Data under study Start Marker

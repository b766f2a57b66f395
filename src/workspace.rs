//! 工作区协作者
//!
//! 核心只依赖两件事：render_context() 作为思考阶段的 workspace_context 输入，
//! handle_tool_call() 处理没有自带 handler 的工具（例如从 skill.toml 加载的技能工具）。

use std::collections::BTreeMap;
use std::sync::RwLock;

use async_trait::async_trait;
use serde_json::Value;

#[async_trait]
pub trait Workspace: Send + Sync {
    fn render_context(&self) -> String;

    async fn handle_tool_call(&self, name: &str, params: Value) -> Result<String, String>;
}

/// 内存笔记工作区：write_note / read_note / list_notes，供二进制演示与测试
#[derive(Debug, Default)]
pub struct NoteWorkspace {
    notes: RwLock<BTreeMap<String, String>>,
}

impl NoteWorkspace {
    pub fn new() -> Self {
        Self::default()
    }

    pub fn note(&self, key: &str) -> Option<String> {
        self.notes.read().ok()?.get(key).cloned()
    }
}

fn str_arg<'a>(params: &'a Value, key: &str) -> Result<&'a str, String> {
    params
        .get(key)
        .and_then(|v| v.as_str())
        .ok_or_else(|| format!("missing string argument '{key}'"))
}

#[async_trait]
impl Workspace for NoteWorkspace {
    fn render_context(&self) -> String {
        let Ok(notes) = self.notes.read() else {
            return "## Workspace\n(unavailable)".to_string();
        };
        if notes.is_empty() {
            return "## Workspace\n(no notes)".to_string();
        }
        let mut s = String::from("## Workspace notes\n");
        for (key, value) in notes.iter() {
            s.push_str(&format!("- {}: {}\n", key, value));
        }
        s
    }

    async fn handle_tool_call(&self, name: &str, params: Value) -> Result<String, String> {
        match name {
            "write_note" => {
                let key = str_arg(&params, "key")?;
                let content = str_arg(&params, "content")?;
                self.notes
                    .write()
                    .map_err(|e| e.to_string())?
                    .insert(key.to_string(), content.to_string());
                Ok(format!("Saved note '{key}'"))
            }
            "read_note" => {
                let key = str_arg(&params, "key")?;
                self.note(key)
                    .ok_or_else(|| format!("note '{key}' not found"))
            }
            "list_notes" => {
                let notes = self.notes.read().map_err(|e| e.to_string())?;
                Ok(notes.keys().cloned().collect::<Vec<_>>().join(", "))
            }
            other => Err(format!("workspace does not handle tool '{other}'")),
        }
    }
}

#[cfg(test)]
mod tests {
    use super::*;
    use serde_json::json;

    #[tokio::test]
    async fn test_write_then_read() {
        let ws = NoteWorkspace::new();
        ws.handle_tool_call("write_note", json!({"key": "plan", "content": "outline"}))
            .await
            .unwrap();
        assert_eq!(
            ws.handle_tool_call("read_note", json!({"key": "plan"})).await.unwrap(),
            "outline"
        );
        assert!(ws.render_context().contains("- plan: outline"));
    }

    #[tokio::test]
    async fn test_unknown_tool_and_missing_args() {
        let ws = NoteWorkspace::new();
        assert!(ws.handle_tool_call("format_disk", json!({})).await.is_err());
        let err = ws.handle_tool_call("write_note", json!({"key": "k"})).await.unwrap_err();
        assert!(err.contains("content"));
        assert_eq!(ws.render_context(), "## Workspace\n(no notes)");
    }
}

Data under study End Marker

» **Work instruction**
Every entry should be reproduced exactly, with no part omitted.

» **Solution to this exercise**
repository b766f2a57b66f395
filename src/workspace.rs
//! 工作区协作者
//!
//! 核心只依赖两件事：render_context() 作为思考阶段的 workspace_context 输入，
//! handle_tool_call() 处理没有自带 handler 的工具（例如从 skill.toml 加载的技能工具）。

use std::collections::BTreeMap;
use std::sync::RwLock;

use async_trait::async_trait;
use serde_json::Value;

#[async_trait]
pub trait Workspace: Send + Sync {
    fn render_context(&self) -> String;

    async fn handle_tool_call(&self, name: &str, params: Value) -> Result<String, String>;
}

/// 内存笔记工作区：write_note / read_note / list_notes，供二进制演示与测试
#[derive(Debug, Default)]
pub struct NoteWorkspace {
    notes: RwLock<BTreeMap<String, String>>,
}

impl NoteWorkspace {
    pub fn new() -> Self {
        Self::default()
    }

    pub fn note(&self, key: &str) -> Option<String> {
        self.notes.read().ok()?.get(key).cloned()
    }
}

fn str_arg<'a>(params: &'a Value, key: &str) -> Result<&'a str, String> {
    params
        .get(key)
        .and_then(|v| v.as_str())
        .ok_or_else(|| format!("missing string argument '{key}'"))
}

#[async_trait]
impl Workspace for NoteWorkspace {
    fn render_context(&self) -> String {
        let Ok(notes) = self.notes.read() else {
            return "## Workspace\n(unavailable)".to_string();
        };
        if notes.is_empty() {
            return "## Workspace\n(no notes)".to_string();
        }
        let mut s = String::from("## Workspace notes\n");
        for (key, value) in notes.iter() {
            s.push_str(&format!("- {}: {}\n", key, value));
        }
        s
    }

    async fn handle_tool_call(&self, name: &str, params: Value) -> Result<String, String> {
        match name {
            "write_note" => {
                let key = str_arg(&params, "key")?;
                let content = str_arg(&params, "content")?;
                self.notes
                    .write()
                    .map_err(|e| e.to_string())?
                    .insert(key.to_string(), content.to_string());
                Ok(format!("Saved note '{key}'"))
            }
            "read_note" => {
                let key = str_arg(&params, "key")?;
                self.note(key)
                    .ok_or_else(|| format!("note '{key}' not found"))
            }
            "list_notes" => {
                let notes = self.notes.read().map_err(|e| e.to_string())?;
                Ok(notes.keys().cloned().collect::<Vec<_>>().join(", "))
            }
            other => Err(format!("workspace does not handle tool '{other}'")),
        }
    }
}

#[cfg(test)]
mod tests {
    use super::*;
    use serde_json::json;

    #[tokio::test]
    async fn test_write_then_read() {
        let ws = NoteWorkspace::new();
        ws.handle_tool_call("write_note", json!({"key": "plan", "content": "outline"}))
            .await
            .unwrap();
        assert_eq!(
            ws.handle_tool_call("read_note", json!({"key": "plan"})).await.unwrap(),
            "outline"
        );
        assert!(ws.render_context().contains("- plan: outline"));
    }

    #[tokio::test]
    async fn test_unknown_tool_and_missing_args() {
        let ws = NoteWorkspace::new();
        assert!(ws.handle_tool_call("format_disk", json!({})).await.is_err());
        let err = ws.handle_tool_call("write_note", json!({"key": "k"})).await.unwrap_err();
        assert!(err.contains("content"));
        assert_eq!(ws.render_context(), "## Workspace\n(no notes)");
    }
}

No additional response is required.